HONG KONG >> The shoal has no fresh water, human population or even any land to speak of – its highest point is less than 6 feet above water at high tide. But it has multiple claimants, and they have given it many names: Scarborough Shoal, Huangyan Island, Democracy Reef, Panatag Shoal and Bajo de Masinloc.

It is in the South China Sea (or the East Sea or the West Philippine Sea), where the names are even more numerous than the rocks, it seems, and just as perilous judging by the frequent territorial disputes.

But enough with the politics. Let’s say you just want to calculate the distance from the shoal to Beijing, or Manila, or Taiwan, and need a place name; so you turn to Google Maps. What is a digital cartographer to do?

At first, Google Maps went with Scarborough Shoal, a long-standing name taken from a ship that smashed against it in 1784. Then it dropped Scarborough and described the outcropping as part of the Zhongsha island chain of China.

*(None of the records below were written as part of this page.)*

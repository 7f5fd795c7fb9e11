//! Evergreen REST v2 statistics client.
//!
//! Talks to the `test_stats` and `builds/{id}/tasks` endpoints. Credentials
//! are read from the same YAML file the Evergreen CLI uses
//! (`~/.evergreen.yml` by default):
//!
//! ```yaml
//! api_server_host: https://evergreen.mongodb.com/api
//! user: jane.doe
//! api_key: 0123456789abcdef
//! ```
//!
//! Both endpoints are paginated: each response may carry a
//! `Link: <url>; rel="next"` header, which is followed until exhausted.

use std::path::Path;
use std::sync::LazyLock;

use async_trait::async_trait;
use regex::Regex;
use reqwest::StatusCode;
use reqwest::header::{HeaderMap, LINK};
use serde::Deserialize;
use serde::de::DeserializeOwned;
use tracing::debug;

use super::{BuildTask, HistoryError, HistoryResult, StatsQuery, StatsSource, TestStatsRecord};

/// Default location of the Evergreen credentials file.
pub const DEFAULT_CONFIG_FILE: &str = "~/.evergreen.yml";

/// API host used when the credentials file does not name one.
pub const DEFAULT_API_SERVER_HOST: &str = "https://evergreen.mongodb.com/api";

static NEXT_LINK: LazyLock<Regex> =
    LazyLock::new(|| Regex::new(r#"<([^>]+)>\s*;\s*rel="next""#).expect("valid link regex"));

/// Connection settings for the Evergreen API.
#[derive(Debug, Clone, Deserialize)]
pub struct EvergreenApiConfig {
    /// Base URL of the API, e.g. `https://evergreen.mongodb.com/api`.
    #[serde(default = "default_api_server_host")]
    pub api_server_host: String,

    /// API user name, sent as the `Api-User` header.
    pub user: Option<String>,

    /// API key, sent as the `Api-Key` header.
    pub api_key: Option<String>,
}

fn default_api_server_host() -> String {
    DEFAULT_API_SERVER_HOST.to_string()
}

impl EvergreenApiConfig {
    /// Loads settings from a YAML credentials file. `~` is expanded.
    pub fn load(path: &str) -> HistoryResult<Self> {
        let expanded = shellexpand::tilde(path).into_owned();
        debug!("Loading Evergreen API config from: {}", expanded);
        let contents = std::fs::read_to_string(Path::new(&expanded))
            .map_err(|e| HistoryError::Config(format!("{}: {}", expanded, e)))?;
        Self::from_yaml_str(&contents)
    }

    /// Parses settings from YAML text.
    pub fn from_yaml_str(contents: &str) -> HistoryResult<Self> {
        serde_yaml::from_str(contents).map_err(|e| HistoryError::Config(e.to_string()))
    }
}

/// [`StatsSource`] backed by the Evergreen REST v2 API.
pub struct EvergreenClient {
    http: reqwest::Client,
    base_url: String,
    user: Option<String>,
    api_key: Option<String>,
}

impl EvergreenClient {
    /// Creates a client from explicit settings.
    pub fn new(config: EvergreenApiConfig) -> HistoryResult<Self> {
        let http = reqwest::Client::builder()
            .user_agent(concat!("suitesplit/", env!("CARGO_PKG_VERSION")))
            .build()
            .map_err(|e| HistoryError::Config(e.to_string()))?;

        Ok(Self {
            http,
            base_url: format!("{}/rest/v2", config.api_server_host.trim_end_matches('/')),
            user: config.user,
            api_key: config.api_key,
        })
    }

    /// Creates a client from a credentials file.
    pub fn from_config_file(path: &str) -> HistoryResult<Self> {
        Self::new(EvergreenApiConfig::load(path)?)
    }

    fn endpoint(&self, path: &str) -> String {
        format!("{}/{}", self.base_url, path.trim_start_matches('/'))
    }

    async fn get_paginated<T: DeserializeOwned>(
        &self,
        url: String,
        params: &[(&str, String)],
    ) -> HistoryResult<Vec<T>> {
        let mut items = Vec::new();
        let mut next = Some(url);
        let mut first_page = true;

        while let Some(url) = next.take() {
            let mut request = self.http.get(&url);
            // Follow-up pages carry their parameters in the link itself.
            if first_page {
                request = request.query(params);
                first_page = false;
            }
            if let Some(user) = &self.user {
                request = request.header("Api-User", user);
            }
            if let Some(key) = &self.api_key {
                request = request.header("Api-Key", key);
            }

            debug!("GET {}", url);
            let response = request
                .send()
                .await
                .map_err(|e| HistoryError::Request(e.to_string()))?;

            let status = response.status();
            if !status.is_success() {
                let body = response.text().await.unwrap_or_default();
                return Err(status_error(status, body));
            }

            next = next_page_url(response.headers());
            let page: Vec<T> = response
                .json()
                .await
                .map_err(|e| HistoryError::Decode(e.to_string()))?;
            debug!("Received page with {} items", page.len());
            items.extend(page);
        }

        Ok(items)
    }
}

#[async_trait]
impl StatsSource for EvergreenClient {
    async fn test_stats(&self, query: &StatsQuery) -> HistoryResult<Vec<TestStatsRecord>> {
        let url = self.endpoint(&format!("projects/{}/test_stats", query.project));
        self.get_paginated(url, &query.to_params()).await
    }

    async fn tasks_by_build_id(&self, build_id: &str) -> HistoryResult<Vec<BuildTask>> {
        let url = self.endpoint(&format!("builds/{}/tasks", build_id));
        self.get_paginated(url, &[]).await
    }

    fn name(&self) -> &str {
        "evergreen"
    }
}

/// Maps a non-success status to an error, singling out 503.
fn status_error(status: StatusCode, body: String) -> HistoryError {
    if status == StatusCode::SERVICE_UNAVAILABLE {
        HistoryError::ServiceUnavailable(body)
    } else {
        HistoryError::Status {
            status: status.as_u16(),
            message: body,
        }
    }
}

/// Extracts the `rel="next"` target from a `Link` header, if any.
fn next_page_url(headers: &HeaderMap) -> Option<String> {
    let link = headers.get(LINK)?.to_str().ok()?;
    NEXT_LINK
        .captures(link)
        .and_then(|caps| caps.get(1))
        .map(|m| m.as_str().to_string())
}

#[cfg(test)]
mod tests {
    use super::*;
    use reqwest::header::HeaderValue;

    #[test]
    fn test_config_from_yaml() {
        let config = EvergreenApiConfig::from_yaml_str(
            "api_server_host: https://evg.example.com/api/\nuser: me\napi_key: secret\n",
        )
        .unwrap();
        assert_eq!(config.api_server_host, "https://evg.example.com/api/");
        assert_eq!(config.user.as_deref(), Some("me"));

        let client = EvergreenClient::new(config).unwrap();
        assert_eq!(
            client.endpoint("projects/p/test_stats"),
            "https://evg.example.com/api/rest/v2/projects/p/test_stats"
        );
    }

    #[test]
    fn test_config_default_host() {
        let config = EvergreenApiConfig::from_yaml_str("user: me\n").unwrap();
        assert_eq!(config.api_server_host, DEFAULT_API_SERVER_HOST);
        assert!(config.api_key.is_none());
    }

    #[test]
    fn test_config_missing_file() {
        let result = EvergreenApiConfig::load("/nonexistent/evergreen.yml");
        assert!(matches!(result, Err(HistoryError::Config(_))));
    }

    #[test]
    fn test_next_page_url() {
        let mut headers = HeaderMap::new();
        headers.insert(
            LINK,
            HeaderValue::from_static(
                r#"<https://evg/rest/v2/x?start_at=abc>; rel="next", <https://evg/rest/v2/x>; rel="prev""#,
            ),
        );
        assert_eq!(
            next_page_url(&headers).as_deref(),
            Some("https://evg/rest/v2/x?start_at=abc")
        );
    }

    #[test]
    fn test_next_page_url_absent() {
        let mut headers = HeaderMap::new();
        assert!(next_page_url(&headers).is_none());

        headers.insert(LINK, HeaderValue::from_static(r#"<https://evg/x>; rel="prev""#));
        assert!(next_page_url(&headers).is_none());
    }

    #[test]
    fn test_status_error_mapping() {
        assert!(status_error(StatusCode::SERVICE_UNAVAILABLE, String::new()).is_service_unavailable());
        assert!(matches!(
            status_error(StatusCode::NOT_FOUND, "missing".into()),
            HistoryError::Status { status: 404, .. }
        ));
    }
}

Many people in the Philippines, another claimant, complained, and a week ago a petition was posted on Change.org calling on Google to stop implying that the shoal was Chinese territory.

In response, Google said on Tuesday that it had reverted to the name Scarborough Shoal. "We made the fix in line with our long-standing global policy on depicting disputed regions in a way that does not endorse or affirm the position taken by any side," said a Google spokesman, Taj Meadows.

Google Maps relies on third-party data providers, and while the company says it tries to maintain neutral names and boundaries, sometimes information and labels from outside sources that are not fully vetted can lead to complaints.

The service must also meet local laws that can result in different maps for Google’s different country sites. The map of the South China Sea at Google’s China site, Google.cn, shows China’s nine-dash line (Google’s version actually has 10 dashes), which demarcates most of the sea, including Scarborough Shoal, as its territory. The version on Google.com does not show the line.

A tribunal in The Hague, Netherlands, is now considering a request from the Philippines that China’s South China Sea claims be invalidated. China has argued that the court does not have jurisdiction, and on Tuesday, it repeated its call for the Philippines to drop its pursuit of arbitration under the United Nations Convention on the Law of the Sea.

In 2012, China and the Philippines had a monthslong standoff over access to the shoal, which is about 140 miles west of the main Philippine island of Luzon and sits amid rich fishing grounds.

The name Scarborough is not the preferred choice of either side. China calls the shoal Huangyan Island, while the Philippines uses the names Panatag Shoal and Bajo de Masinloc.

Still, Alf Amp, the name used by the organizer of the petition, declared victory upon learning that Google Maps had switched back to Scarborough.

"Now, whenever we view the Philippines in Google Maps, there will not be a thorn stabbing our hearts knowing why there has not been an action to correct such a mistake," he wrote.